A lot potentially hinges on tomorrow’s results of the genome sequencing for the Auckland woman – New Zealand’s new mystery Covid case.
If they show a link to a case in a managed isolation facility close to her workplace or home, the outbreak will be contained more easily and Auckland may well avoid any lockdown.
If the source remains elusive, branches of Covid-19 transmission could be spreading in the city and even around the country.
In the meantime, 100,000 people in the Auckland CBD are essentially being asked to be in quasi-level 3, minimising contacts and movements, and wearing a mask and keeping physically distant if they leave home.
The source remains the biggest missing piece of the puzzle, but others include the number of as-yet-undetected cases, and how far their movements might have spread the virus.
So far the woman is the only case and she has only three close contacts – a colleague and two friends.
She has a small circle of work colleagues, and while there are dozens of residents at the Vincent Residences, where she lives, she herself lived alone, as did one of her identified close contacts.
Locations of potential transmission where the woman and her close contacts visited are all in the Auckland CBD.
For that reason, Covid-19 Response Minister Chris Hipkins said there was no evidence of “enhanced risk” outside the CBD, hence the localised quasi-lockdown.
That’s not to say there are no potential vectors for transmission outside the CBD. She was in a customer-facing position at the A-Z Collection store. Diners sitting near her at the Red Pig restaurant might have caught and taken Covid-19 to another region. Her Uber drivers might have become infected and passed it to other passengers.
And if any of the common areas in the Vincent turn out to be hotspots for infection, then the potential for the virus to have already spread in all directions is much greater.
The Government is counting on the chances of any of that happening to be slim to none. The last thing Prime Minister Jacinda Ardern wants is a Melbourne-like outbreak, where initial restrictions were a few suburbs shy of where they needed to be.
Indeed Ardern pointed to Melbourne whenever a more localised lockdown was called for during the Auckland August outbreak, which had already spread across the city and into the Waikato by the time it was detected.
Back then, we only had about 20 per cent of MIQ cases genomically sequenced – pretty poor in terms of shedding light on what remains an elusive source.
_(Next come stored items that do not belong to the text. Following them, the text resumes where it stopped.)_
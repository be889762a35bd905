//! # mono
//!
//! A micro-framework built around one object. Register routes and
//! middleware on [`Mono`], then either [`run`](Mono::run) it as an HTTP
//! server or [`handle`](Mono::handle) single requests directly.
//!
//! Every request goes through the same stages, in this order:
//!
//! 1. **error handling** — failures become a generic 500, or are re-raised
//!    when debug mode is on
//! 2. **routing** — 404, 405 with `Allow`, or the matched route is attached
//! 3. **attribute mapping** — `MapTo<T>` handler arguments are filled from
//!    the request body
//! 4. **your middleware**, in registration order
//! 5. **the handler**
//!
//! Routing is delegated to [`matchit`], templates to [`minijinja`], the
//! transport to hyper. mono only wires them together.
//!
//! ## Quick start
//!
//! ```rust,no_run
//! use mono::{MapTo, Method, Mono, Request, Response, StatusCode};
//! use serde::Deserialize;
//!
//! #[derive(Deserialize)]
//! struct NewBook {
//!     title: String,
//! }
//!
//! #[tokio::main]
//! async fn main() -> Result<(), mono::Error> {
//!     let mut app = Mono::builder().templates("templates").debug(true).build();
//!
//!     app.add_route(Method::Get, "/", home);
//!     app.add_route(Method::Get, "/books/{book}", show_book);
//!     app.add_route(Method::Post, "/books", create_book);
//!
//!     app.run().await
//! }
//!
//! async fn home(req: Request) -> Result<Response, mono::Error> {
//!     req.render("index.html", serde_json::json!({ "output": "Hello, world!" }))
//! }
//!
//! async fn show_book(req: Request) -> String {
//!     format!("Book: {}", req.param("book").unwrap_or_default())
//! }
//!
//! async fn create_book(_req: Request, MapTo(book): MapTo<NewBook>) -> Response {
//!     Response::builder()
//!         .status(StatusCode::CREATED)
//!         .text(book.title)
//! }
//! ```

mod app;
mod config;
mod container;
mod error;
mod handler;
mod method;
mod request;
mod response;
mod router;
mod server;
mod templates;

pub mod middleware;

pub use app::{Mono, MonoBuilder, Pipeline};
pub use config::Config;
pub use container::{Container, Inject};
pub use error::Error;
pub use handler::{BoxFuture, Controller, Handler, HandlerOutput, MapTo};
pub use http::StatusCode;
pub use method::{IntoMethods, Method};
pub use request::Request;
pub use response::{ContentType, IntoResponse, Response, ResponseBuilder};
pub use router::RouteMatch;
pub use server::Server;
pub use templates::Templates;
//! HTTP server and graceful shutdown.
//!
//! On SIGTERM or Ctrl-C the server:
//! 1. Immediately stops `listener.accept()` — no new connections are made.
//! 2. Lets every in-flight connection task run to completion.
//! 3. Returns from [`Server::serve`], which lets `main` exit cleanly.

use std::future::Future;
use std::net::SocketAddr;
use std::sync::Arc;

use bytes::Bytes;
use http::StatusCode;
use http_body_util::{BodyExt, Full, LengthLimitError, Limited};
use hyper::service::service_fn;
use hyper_util::rt::{TokioExecutor, TokioIo};
use hyper_util::server::conn::auto::Builder as ConnBuilder;
use tokio::net::TcpListener;
use tracing::{error, info, warn};

use crate::app::Pipeline;
use crate::error::Error;
use crate::method::Method;
use crate::request::Request;
use crate::response::Response;

/// The HTTP transport: parses requests off the wire, runs them through a
/// [`Pipeline`] and emits the responses.
pub struct Server {
    listener: TcpListener,
}

impl Server {
    /// Binds the listening socket.
    pub async fn bind(addr: SocketAddr) -> Result<Self, Error> {
        Ok(Self { listener: TcpListener::bind(addr).await? })
    }

    /// The bound address; useful after binding port 0.
    pub fn local_addr(&self) -> Result<SocketAddr, Error> {
        Ok(self.listener.local_addr()?)
    }

    /// Serves until SIGTERM or Ctrl-C, then drains in-flight connections.
    pub async fn serve(self, pipeline: Pipeline) -> Result<(), Error> {
        self.serve_with_shutdown(pipeline, shutdown_signal()).await
    }

    /// Serves until `shutdown` resolves, then drains in-flight connections.
    pub async fn serve_with_shutdown(
        self,
        pipeline: Pipeline,
        shutdown: impl Future<Output = ()>,
    ) -> Result<(), Error> {
        let pipeline = Arc::new(pipeline);
        let addr = self.listener.local_addr()?;

        info!(%addr, "mono listening");

        let mut tasks = tokio::task::JoinSet::new();
        tokio::pin!(shutdown);

        loop {
            tokio::select! {
                // Check shutdown first so a signal stops accepting at once.
                biased;

                () = &mut shutdown => {
                    info!(in_flight = tasks.len(), "shutdown signal received, draining connections");
                    break;
                }

                res = self.listener.accept() => {
                    let (stream, remote_addr) = match res {
                        Ok(v) => v,
                        Err(e) => {
                            error!("accept error: {e}");
                            continue;
                        }
                    };

                    let pipeline = Arc::clone(&pipeline);
                    let io = TokioIo::new(stream);

                    tasks.spawn(async move {
                        // Called once per request on the connection.
                        let svc = service_fn(move |req| {
                            let pipeline = Arc::clone(&pipeline);
                            async move { dispatch(pipeline, req).await }
                        });

                        if let Err(e) = ConnBuilder::new(TokioExecutor::new())
                            .serve_connection(io, svc)
                            .await
                        {
                            error!(peer = %remote_addr, "connection error: {e}");
                        }
                    });
                }

                // Reap finished connection tasks.
                Some(_) = tasks.join_next(), if !tasks.is_empty() => {}
            }
        }

        while tasks.join_next().await.is_some() {}

        info!("mono stopped");
        Ok(())
    }
}

// ── Request dispatch ──────────────────────────────────────────────────────────

/// Parses one hyper request, runs it through the pipeline and converts the
/// outcome. Every failure becomes a response, so hyper never sees an error.
async fn dispatch(
    pipeline: Arc<Pipeline>,
    req: hyper::Request<hyper::body::Incoming>,
) -> Result<http::Response<Full<Bytes>>, std::convert::Infallible> {
    let response = match parse_request(req, pipeline.max_body_bytes()).await {
        Ok(req) => match pipeline.handle(req).await {
            Ok(res) => res,
            // Only reached in debug mode; production errors are already 500s.
            Err(e) => {
                error!(error = %e, "unhandled error");
                Response::builder()
                    .status(StatusCode::INTERNAL_SERVER_ERROR)
                    .text(e.to_string())
            }
        },
        Err(res) => res,
    };

    Ok(response.into_inner())
}

/// Converts a hyper request, buffering at most `max_body` bytes of body.
///
/// Methods outside [`Method`] get `501 Not Implemented`; oversized bodies
/// get `413 Payload Too Large`.
async fn parse_request(
    req: hyper::Request<hyper::body::Incoming>,
    max_body: usize,
) -> Result<Request, Response> {
    let (parts, body) = req.into_parts();

    let Ok(method) = parts.method.as_str().parse::<Method>() else {
        warn!(method = %parts.method, "unsupported method");
        return Err(Response::status(StatusCode::NOT_IMPLEMENTED));
    };

    let body = match Limited::new(body, max_body).collect().await {
        Ok(collected) => collected.to_bytes(),
        Err(e) if e.downcast_ref::<LengthLimitError>().is_some() => {
            warn!(limit = max_body, "request body too large");
            return Err(Response::status(StatusCode::PAYLOAD_TOO_LARGE));
        }
        Err(e) => {
            warn!("failed to read request body: {e}");
            return Err(Response::status(StatusCode::BAD_REQUEST));
        }
    };

    let uri = parts.uri.path_and_query().map_or("/", |pq| pq.as_str());
    let mut request = Request::new(method, uri).with_body(Vec::from(body));
    for (name, value) in &parts.headers {
        request = request.with_header(name.as_str(), &String::from_utf8_lossy(value.as_bytes()));
    }
    Ok(request)
}

// ── Shutdown signal ───────────────────────────────────────────────────────────

/// Resolves on the first SIGTERM or SIGINT (Ctrl-C only on Windows).
async fn shutdown_signal() {
    let ctrl_c = async {
        if let Err(e) = tokio::signal::ctrl_c().await {
            error!("failed to install Ctrl-C handler: {e}");
            std::future::pending::<()>().await;
        }
    };

    #[cfg(unix)]
    let sigterm = async {
        match tokio::signal::unix::signal(tokio::signal::unix::SignalKind::terminate()) {
            Ok(mut signal) => {
                signal.recv().await;
            }
            Err(e) => {
                error!("failed to install SIGTERM handler: {e}");
                std::future::pending::<()>().await;
            }
        }
    };

    #[cfg(not(unix))]
    let sigterm = std::future::pending::<()>();

    tokio::select! {
        () = ctrl_c   => {}
        () = sigterm  => {}
    }
}
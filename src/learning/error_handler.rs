//! Error handling and recovery for the training loop.
//!
//! - [`save_with_retry`]: retry a failed save once after a short delay
//! - [`find_divergent`] / [`is_divergent`]: detect NaN/Inf weights

use std::time::Duration;

use crate::evaluator::WeightTable;
use crate::learning::LearningError;

/// Delay before retrying a failed save.
pub const SAVE_RETRY_DELAY: Duration = Duration::from_secs(1);

/// Run `save_fn`, retrying once after [`SAVE_RETRY_DELAY`] on failure.
pub fn save_with_retry<F, T>(save_fn: F) -> Result<T, LearningError>
where
    F: FnMut() -> Result<T, LearningError>,
{
    save_with_retry_after(SAVE_RETRY_DELAY, save_fn)
}

/// [`save_with_retry`] with an explicit delay.
pub fn save_with_retry_after<F, T>(delay: Duration, mut save_fn: F) -> Result<T, LearningError>
where
    F: FnMut() -> Result<T, LearningError>,
{
    match save_fn() {
        Ok(value) => Ok(value),
        Err(first_error) => {
            log::warn!(
                "Save failed, retrying in {:.1}s: {}",
                delay.as_secs_f64(),
                first_error
            );
            std::thread::sleep(delay);

            match save_fn() {
                Ok(value) => {
                    log::info!("Save succeeded on retry");
                    Ok(value)
                }
                Err(second_error) => {
                    log::warn!("Save failed after retry: {}", second_error);
                    Err(second_error)
                }
            }
        }
    }
}

#[inline]
fn is_invalid(value: f64) -> bool {
    !value.is_finite()
}

/// First NaN/Inf weight as `(table, key, value)`.
pub fn find_divergent(tables: &[WeightTable]) -> Option<(usize, i32, f64)> {
    tables.iter().enumerate().find_map(|(t, table)| {
        table
            .iter()
            .find(|&(_, value)| is_invalid(value))
            .map(|(key, value)| (t, key, value))
    })
}

/// Whether any weight is NaN or infinite.
pub fn is_divergent(tables: &[WeightTable]) -> bool {
    find_divergent(tables).is_some()
}

/// `Err(EvaluationDivergence)` naming the first bad weight, if any.
pub fn check_divergence(tables: &[WeightTable]) -> Result<(), LearningError> {
    match find_divergent(tables) {
        Some((table, key, value)) => Err(LearningError::EvaluationDivergence(format!(
            "table {} key {} = {}",
            table, key, value
        ))),
        None => Ok(()),
    }
}
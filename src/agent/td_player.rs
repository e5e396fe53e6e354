//! TD-learning player.
//!
//! # Overview
//!
//! Forward policy: for each legal slide, score it as
//! `reward + V(afterstate)` and keep the strictly best one (the first legal
//! slide seeds the maximum, ties keep the earlier direction). The chosen
//! afterstate is recorded in the episode buffer, and at episode end the
//! [`TdLearner`] replays the buffer backwards.
//!
//! Weights are loaded from `load=` at construction and written to `save=`
//! by [`Player::persist`], or on drop if training happened since the last
//! save.

use crate::agent::{Action, EpisodeOutcome, Player};
use crate::board::{Board, Direction};
use crate::config::AgentConfig;
use crate::evaluator::{Evaluator, WeightTable};
use crate::learning::checkpoint::{load_weights, save_weights};
use crate::learning::game_history::{EpisodeBuffer, Transition};
use crate::learning::td_learner::{TdLearner, TdUpdateStats};
use crate::learning::LearningError;
use crate::pattern::{FeatureContext, TupleSet};

const DEFAULT_ARGS: &str = "name=td role=player";

/// Slide chosen by the policy.
#[derive(Clone, Copy, Debug, PartialEq)]
pub struct MoveChoice {
    /// Winning direction
    pub direction: Direction,
    /// Afterstate it produces
    pub after: Board,
    /// Merge reward
    pub reward: u32,
    /// Context folded into the afterstate's keys
    pub context: Option<FeatureContext>,
    /// `reward + V(after)`
    pub value: f64,
}

/// N-tuple TD(0) player.
#[derive(Debug)]
pub struct TdPlayer {
    config: AgentConfig,
    evaluator: Evaluator,
    learner: TdLearner,
    buffer: EpisodeBuffer,
    dirty: bool,
}

impl TdPlayer {
    /// Build from a `key=value` argument string.
    ///
    /// # Errors
    ///
    /// - `LearningError::Config` on malformed arguments
    /// - `LearningError::Tuples` if `tuples=` cannot be loaded
    /// - `LearningError::Io` / `InvalidWeights` if `load=` cannot be read
    pub fn new(args: &str) -> Result<Self, LearningError> {
        Self::from_config(AgentConfig::with_defaults(DEFAULT_ARGS, args)?)
    }

    /// Build from a parsed configuration.
    pub fn from_config(config: AgentConfig) -> Result<Self, LearningError> {
        let tuples = match &config.tuples {
            Some(path) => TupleSet::from_csv(path)?,
            None => TupleSet::default(),
        };

        let mut evaluator = Evaluator::new(tuples, config.features);
        if let Some(init) = &config.init {
            log::debug!("{}: init={} with 4 empty tables", config.name, init);
        }
        if let Some(path) = &config.load {
            evaluator.set_tables(load_weights(path)?);
            log::info!(
                "{}: loaded {} weights from {}",
                config.name,
                evaluator.entry_count(),
                path.display()
            );
        }

        Ok(Self {
            learner: TdLearner::new(config.alpha),
            config,
            evaluator,
            buffer: EpisodeBuffer::new(),
            dirty: false,
        })
    }

    pub fn config(&self) -> &AgentConfig {
        &self.config
    }

    pub fn evaluator(&self) -> &Evaluator {
        &self.evaluator
    }

    pub fn evaluator_mut(&mut self) -> &mut Evaluator {
        &mut self.evaluator
    }

    /// Transitions recorded so far in the current episode.
    pub fn buffer(&self) -> &EpisodeBuffer {
        &self.buffer
    }

    /// Best slide for `board` without recording it.
    ///
    /// Returns `None` when no direction is legal.
    pub fn select_move(&self, board: &Board, hint: Option<u8>) -> Option<MoveChoice> {
        let mut best: Option<MoveChoice> = None;

        for direction in Direction::ALL {
            let mut after = *board;
            let Some(reward) = after.slide(direction) else {
                continue;
            };
            let context = hint.map(|h| FeatureContext::new(direction, h));
            let value = reward as f64 + self.evaluator.evaluate(&after, context);

            if best.is_none_or(|b| value > b.value) {
                best = Some(MoveChoice {
                    direction,
                    after,
                    reward,
                    context,
                    value,
                });
            }
        }

        best
    }

    /// Train on the recorded episode and clear the buffer.
    pub fn train_episode(&mut self) -> TdUpdateStats {
        let stats = self.learner.update(&mut self.buffer, &mut self.evaluator);
        if stats.transitions > 0 {
            self.dirty = true;
        }
        stats
    }
}

impl Player for TdPlayer {
    fn name(&self) -> &str {
        &self.config.name
    }

    fn open_episode(&mut self) {
        self.buffer.clear();
    }

    fn act(&mut self, board: &Board, hint: Option<u8>) -> Action {
        match self.select_move(board, hint) {
            Some(choice) => {
                self.buffer
                    .push(Transition::new(choice.after, choice.reward, choice.context));
                Action::Slide(choice.direction)
            }
            None => Action::Null,
        }
    }

    fn observe_outcome(&mut self, _outcome: &EpisodeOutcome) -> Option<TdUpdateStats> {
        Some(self.train_episode())
    }

    fn persist(&mut self) -> Result<(), LearningError> {
        if let Some(path) = &self.config.save {
            save_weights(path, self.evaluator.tables())?;
            log::info!(
                "{}: saved {} weights to {}",
                self.config.name,
                self.evaluator.entry_count(),
                path.display()
            );
        }
        self.dirty = false;
        Ok(())
    }

    fn weights(&self) -> Option<&[WeightTable]> {
        Some(self.evaluator.tables())
    }
}

impl Drop for TdPlayer {
    fn drop(&mut self) {
        if self.dirty
            && self.config.save.is_some()
            && let Err(e) = self.persist()
        {
            log::error!("{}: failed to save weights on drop: {}", self.config.name, e);
        }
    }
}
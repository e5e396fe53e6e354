//! tritile - n-tuple network TD(0) self-play for Threes
//!
//! - [`board`]: 4x4 Threes board, slides and placements
//! - [`pattern`]: 6-cell tuple layout and feature keys
//! - [`evaluator`]: sparse weight tables and the value function
//! - [`config`]: `key=value` agent arguments
//! - [`agent`]: the TD player, baselines, and the tile-placing environment
//! - [`learning`]: TD updates, episodes, weight files, snapshots, training loop

pub mod agent;
pub mod board;
pub mod config;
pub mod evaluator;
pub mod learning;
pub mod pattern;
Now we are at 55 per cent. More importantly, recent cases in MIQ facilities close to the woman’s home and work have been sequenced.
So far the response has followed Ardern’s rapid response plan, with immediate and localised restrictions while further information is sought.
The plan shows the likelihood of lockdown depending on what happens in the coming days.
If genomic sequencing points to a source and there are only a few new cases, a move to level 2 or even staying at an enhanced level 1 is likely.
If not, and more cases and contacts pop up, level 3 lockdown looms – though it might remain very localised, depending on cases’ movements.
A harder call would be if the source remained a mystery, but very few new cases were found. What should happen if undetected transmission is likely but there’s little evidence of it?
The call for CBD dwellers to wear masks has again raised the question of why the Government hasn’t mandated it for public transport and flights at level 1, as well as compulsory QR scanning.
Hipkins suggested that doing so might see public compliance crumble, but now might be the time to move; Kiwis are more likely to keep the faith when the prospect of lockdown looms.
He also helpfully gave an indication of whether there will be good news or bad news between now and tomorrow’s update.
If there is a change to alert levels, it will be fronted by Ardern.